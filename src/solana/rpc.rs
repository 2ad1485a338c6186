//! Minimal Solana JSON-RPC 2.0 client.

use std::sync::atomic::{AtomicU64, Ordering};

use async_trait::async_trait;
use serde::Deserialize;
use serde::de::DeserializeOwned;
use serde_json::json;

use crate::error::RpcError;
use crate::solana::SignatureInfo;

/// Read-only chain queries the provider needs.
///
/// `Ok(None)` means the node answered but had no value for the query.
#[async_trait]
pub trait ChainRpc: Send + Sync {
    /// Balance in lamports.
    async fn get_balance(&self, wallet: &str) -> Result<Option<u64>, RpcError>;

    /// Most recent signatures for `wallet`, newest first, at most `limit`.
    async fn get_signatures(
        &self,
        wallet: &str,
        limit: usize,
    ) -> Result<Option<Vec<SignatureInfo>>, RpcError>;

    /// Node software version, used as a liveness probe.
    async fn get_version(&self) -> Result<Option<String>, RpcError>;
}

#[derive(Debug, Deserialize)]
struct RpcEnvelope<T> {
    result: Option<T>,
    error: Option<RpcErrorObject>,
}

#[derive(Debug, Deserialize)]
struct RpcErrorObject {
    code: i64,
    message: String,
}

#[derive(Debug, Deserialize)]
struct BalanceResult {
    value: u64,
}

#[derive(Debug, Deserialize)]
struct VersionResult {
    #[serde(rename = "solana-core")]
    solana_core: String,
}

/// JSON-RPC client over HTTP POST.
///
/// No retries and no timeout beyond reqwest's defaults.
#[derive(Debug)]
pub struct SolanaRpcClient {
    client: reqwest::Client,
    url: String,
    next_id: AtomicU64,
}

impl SolanaRpcClient {
    pub fn new(url: impl Into<String>) -> Result<Self, RpcError> {
        let client = reqwest::Client::builder().build()?;
        Ok(Self {
            client,
            url: url.into(),
            next_id: AtomicU64::new(1),
        })
    }

    pub fn url(&self) -> &str {
        &self.url
    }

    async fn call<T: DeserializeOwned>(
        &self,
        method: &str,
        params: serde_json::Value,
    ) -> Result<Option<T>, RpcError> {
        let id = self.next_id.fetch_add(1, Ordering::Relaxed);
        let body = json!({
            "jsonrpc": "2.0",
            "id": id,
            "method": method,
            "params": params,
        });

        tracing::debug!(method, id, "Solana RPC request");
        let response = self.client.post(&self.url).json(&body).send().await?;
        let status = response.status();
        if !status.is_success() {
            return Err(RpcError::Status {
                status: status.as_u16(),
            });
        }

        let bytes = response.bytes().await?;
        let envelope: RpcEnvelope<T> = serde_json::from_slice(&bytes)
            .map_err(|e| RpcError::Decode(format!("{method}: {e}")))?;
        if let Some(error) = envelope.error {
            return Err(RpcError::Node {
                code: error.code,
                message: error.message,
            });
        }
        Ok(envelope.result)
    }
}

#[async_trait]
impl ChainRpc for SolanaRpcClient {
    async fn get_balance(&self, wallet: &str) -> Result<Option<u64>, RpcError> {
        let result: Option<BalanceResult> = self.call("getBalance", json!([wallet])).await?;
        Ok(result.map(|r| r.value))
    }

    async fn get_signatures(
        &self,
        wallet: &str,
        limit: usize,
    ) -> Result<Option<Vec<SignatureInfo>>, RpcError> {
        self.call(
            "getSignaturesForAddress",
            json!([wallet, { "limit": limit }]),
        )
        .await
    }

    async fn get_version(&self) -> Result<Option<String>, RpcError> {
        let result: Option<VersionResult> = self.call("getVersion", json!([])).await?;
        Ok(result.map(|r| r.solana_core))
    }
}
//! Axum HTTP server for the reputation gateway.
//!
//! Handles the leaderboard, per-agent reputation, x402 payment challenge,
//! and health routes.

use std::net::SocketAddr;
use std::sync::Arc;

use axum::{
    Json, Router,
    extract::{Path, Query, State, rejection::JsonRejection},
    http::{HeaderMap, HeaderName, HeaderValue, Method, StatusCode, header},
    response::{IntoResponse, Response},
    routing::get,
};
use chrono::Utc;
use futures::future::join_all;
use tokio::sync::oneshot;
use tower_http::cors::{Any, CorsLayer};
use tower_http::trace::TraceLayer;

use crate::config::Config;
use crate::error::ServerError;
use crate::payment::{PaymentDesk, PaymentSubmission, PaymentVerdict};
use crate::registry::AgentDirectory;
use crate::reputation::{ActivityBlend, ReputationCalculator};
use crate::solana::OnChainProvider;
use crate::timefmt::iso8601;
use crate::web::types::*;

const DEFAULT_SIGNATURE_LIMIT: usize = 5;

/// Shared state for all gateway handlers.
pub struct AppState {
    /// Registered agents, in leaderboard tie-break order.
    pub directory: AgentDirectory,
    /// On-chain snapshot source (live or mock, fixed at construction).
    pub provider: OnChainProvider,
    pub calculator: ReputationCalculator,
    pub payments: PaymentDesk,
    /// Shutdown signal sender, populated by `start_server`.
    pub shutdown_tx: tokio::sync::RwLock<Option<oneshot::Sender<()>>>,
}

impl AppState {
    pub fn new(
        directory: AgentDirectory,
        provider: OnChainProvider,
        calculator: ReputationCalculator,
        payments: PaymentDesk,
    ) -> Self {
        Self {
            directory,
            provider,
            calculator,
            payments,
            shutdown_tx: tokio::sync::RwLock::new(None),
        }
    }

    /// Production wiring: built-in agents, thread-local randomness.
    pub fn from_config(config: &Config) -> crate::Result<Self> {
        Ok(Self::new(
            AgentDirectory::builtin(),
            OnChainProvider::new(&config.solana)?,
            ReputationCalculator::default(),
            PaymentDesk::new(config.payment.clone()),
        ))
    }

    /// Ask a running server to stop. No-op if it was never started.
    pub async fn shutdown(&self) {
        if let Some(tx) = self.shutdown_tx.write().await.take() {
            let _ = tx.send(());
        }
    }
}

/// Build the router without binding a listener.
pub fn router(state: Arc<AppState>) -> Router {
    let cors = CorsLayer::new()
        .allow_origin(Any)
        .allow_methods([Method::GET, Method::POST])
        .allow_headers([header::CONTENT_TYPE])
        .expose_headers([
            header::WWW_AUTHENTICATE,
            HeaderName::from_static("x-payment-required"),
            HeaderName::from_static("x-payment-challenge"),
            HeaderName::from_static("x-payment-recipient"),
        ]);

    Router::new()
        .route("/api/health", get(health_handler))
        .route("/api/leaderboard", get(leaderboard_handler))
        .route("/api/reputation/{agent_id}", get(reputation_handler))
        .route(
            "/api/reputation/{agent_id}/transactions",
            get(transactions_handler),
        )
        .route(
            "/api/payment",
            get(payment_challenge_handler).post(payment_verify_handler),
        )
        .layer(cors)
        .layer(TraceLayer::new_for_http())
        .with_state(state)
}

/// Start the gateway HTTP server.
///
/// Returns the actual bound `SocketAddr` (useful when binding to port 0).
pub async fn start_server(
    addr: SocketAddr,
    state: Arc<AppState>,
) -> crate::Result<SocketAddr> {
    let listener = tokio::net::TcpListener::bind(addr)
        .await
        .map_err(|e| ServerError::StartupFailed {
            reason: format!("Failed to bind to {}: {}", addr, e),
        })?;
    let bound_addr = listener
        .local_addr()
        .map_err(|e| ServerError::StartupFailed {
            reason: format!("Failed to get local addr: {}", e),
        })?;

    let app = router(state.clone());

    let (shutdown_tx, shutdown_rx) = oneshot::channel();
    *state.shutdown_tx.write().await = Some(shutdown_tx);

    tokio::spawn(async move {
        if let Err(e) = axum::serve(listener, app)
            .with_graceful_shutdown(async {
                let _ = shutdown_rx.await;
                tracing::info!("Reputation gateway shutting down");
            })
            .await
        {
            tracing::error!("Reputation gateway server error: {}", e);
        }
    });

    tracing::info!(addr = %bound_addr, "Reputation gateway listening");
    Ok(bound_addr)
}

// --- Health ---

async fn health_handler(State(state): State<Arc<AppState>>) -> Json<HealthResponse> {
    Json(HealthResponse {
        status: "healthy",
        data_source: state.provider.data_source(),
        rpc_healthy: state.provider.health_check().await,
    })
}

// --- Leaderboard ---

async fn leaderboard_handler(State(state): State<Arc<AppState>>) -> Json<LeaderboardResponse> {
    let state = state.as_ref();
    let mut agents = join_all(state.directory.agents().iter().map(|agent| async move {
        let snapshot = state
            .provider
            .fetch_snapshot(agent.id, Some(agent.wallet_address))
            .await;
        let result = state
            .calculator
            .calculate(&snapshot, agent.id, ActivityBlend::Leaderboard);

        LeaderboardEntry {
            id: agent.id.to_string(),
            name: agent.name.to_string(),
            score: result.overall(),
            trend: agent.trend,
            attestations: snapshot.transaction_count,
            tags: agent.tags.iter().map(|t| t.to_string()).collect(),
            on_chain: LeaderboardOnChain {
                balance: format_balance(snapshot.balance),
                transactions: snapshot.transaction_count,
            },
        }
    }))
    .await;

    // Stable: equal scores keep directory order.
    agents.sort_by(|a, b| b.score.cmp(&a.score));

    Json(LeaderboardResponse {
        total: agents.len(),
        agents,
        last_updated: iso8601(&Utc::now()),
        data_source: state.provider.data_source(),
    })
}

// --- Reputation ---

async fn reputation_handler(
    State(state): State<Arc<AppState>>,
    Path(agent_id): Path<String>,
) -> Json<ReputationResponse> {
    let wallet = state.directory.wallet_for(&agent_id);
    let snapshot = state.provider.fetch_snapshot(&agent_id, wallet).await;
    let result = state
        .calculator
        .calculate(&snapshot, &agent_id, ActivityBlend::Detail);

    Json(ReputationResponse {
        name: state.directory.name_for(&agent_id).to_string(),
        wallet_address: snapshot.wallet_address.clone(),
        overall: result.overall(),
        breakdown: *result.breakdown(),
        trend: state.directory.trend_for(&agent_id),
        attestations: snapshot.transaction_count,
        on_chain_data: OnChainDataView {
            balance: format!("{} SOL", format_balance(snapshot.balance)),
            transactions: snapshot.transaction_count,
            last_active: iso8601(&snapshot.last_active_at),
            programs: snapshot.programs,
        },
        last_updated: iso8601(&Utc::now()),
        data_source: state.provider.data_source(),
        agent_id,
    })
}

async fn transactions_handler(
    State(state): State<Arc<AppState>>,
    Path(agent_id): Path<String>,
    Query(query): Query<TransactionsQuery>,
) -> Json<TransactionsResponse> {
    let wallet = state.directory.wallet_for(&agent_id);
    let signatures = state
        .provider
        .recent_signatures(wallet, query.limit.unwrap_or(DEFAULT_SIGNATURE_LIMIT))
        .await;

    Json(TransactionsResponse {
        agent_id,
        wallet_address: wallet.map(str::to_string),
        signatures,
        data_source: state.provider.data_source(),
    })
}

// --- Payment ---

async fn payment_challenge_handler(
    State(state): State<Arc<AppState>>,
    Query(query): Query<PaymentChallengeQuery>,
) -> Response {
    let challenge = state.payments.issue_challenge(query.agent_id.as_deref());

    let mut headers = HeaderMap::new();
    for (name, value) in challenge.headers.pairs() {
        match HeaderValue::from_str(value) {
            Ok(value) => {
                headers.insert(name, value);
            }
            Err(_) => tracing::warn!(header = %name, "Skipping non-ASCII payment header"),
        }
    }

    (
        StatusCode::PAYMENT_REQUIRED,
        headers,
        Json(PaymentChallengeResponse { challenge }),
    )
        .into_response()
}

async fn payment_verify_handler(
    State(state): State<Arc<AppState>>,
    body: Result<Json<PaymentSubmission>, JsonRejection>,
) -> Response {
    let submission = match body {
        Ok(Json(submission)) => submission,
        Err(rejection) => {
            tracing::debug!(error = %rejection, "Unreadable payment body");
            return payment_failed("Invalid payment submission");
        }
    };

    match state.payments.verify(&submission) {
        PaymentVerdict::Rejected(reason) => payment_failed(reason),
        PaymentVerdict::Verified => {
            let agent_id = submission.target_agent();
            let wallet = state.directory.wallet_for(agent_id);
            let snapshot = state.provider.fetch_snapshot(agent_id, wallet).await;
            let result = state
                .calculator
                .calculate(&snapshot, agent_id, ActivityBlend::Detail);

            Json(PaymentVerifiedResponse {
                verified: true,
                reputation: PaidReputation {
                    agent_id: agent_id.to_string(),
                    overall: result.overall(),
                    breakdown: *result.breakdown(),
                    attestations: snapshot.transaction_count,
                    trend: state.directory.trend_for(agent_id),
                },
            })
            .into_response()
        }
    }
}

fn payment_failed(reason: &str) -> Response {
    (
        StatusCode::PAYMENT_REQUIRED,
        Json(ErrorResponse {
            error: reason.to_string(),
        }),
    )
        .into_response()
}
//! ISO-8601 timestamps with millisecond precision, the shape dashboard
//! clients already parse.

use chrono::{DateTime, SecondsFormat, Utc};
use serde::Serializer;

pub fn iso8601(at: &DateTime<Utc>) -> String {
    at.to_rfc3339_opts(SecondsFormat::Millis, true)
}

pub fn serialize<S: Serializer>(at: &DateTime<Utc>, serializer: S) -> Result<S::Ok, S::Error> {
    serializer.serialize_str(&iso8601(at))
}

*****

Lines containing the word "clone": copy each of them from the material.

» EXERCISE RESPONSE
            PaymentDesk::new(config.payment.clone()),
    let app = router(state.clone());
        wallet_address: snapshot.wallet_address.clone(),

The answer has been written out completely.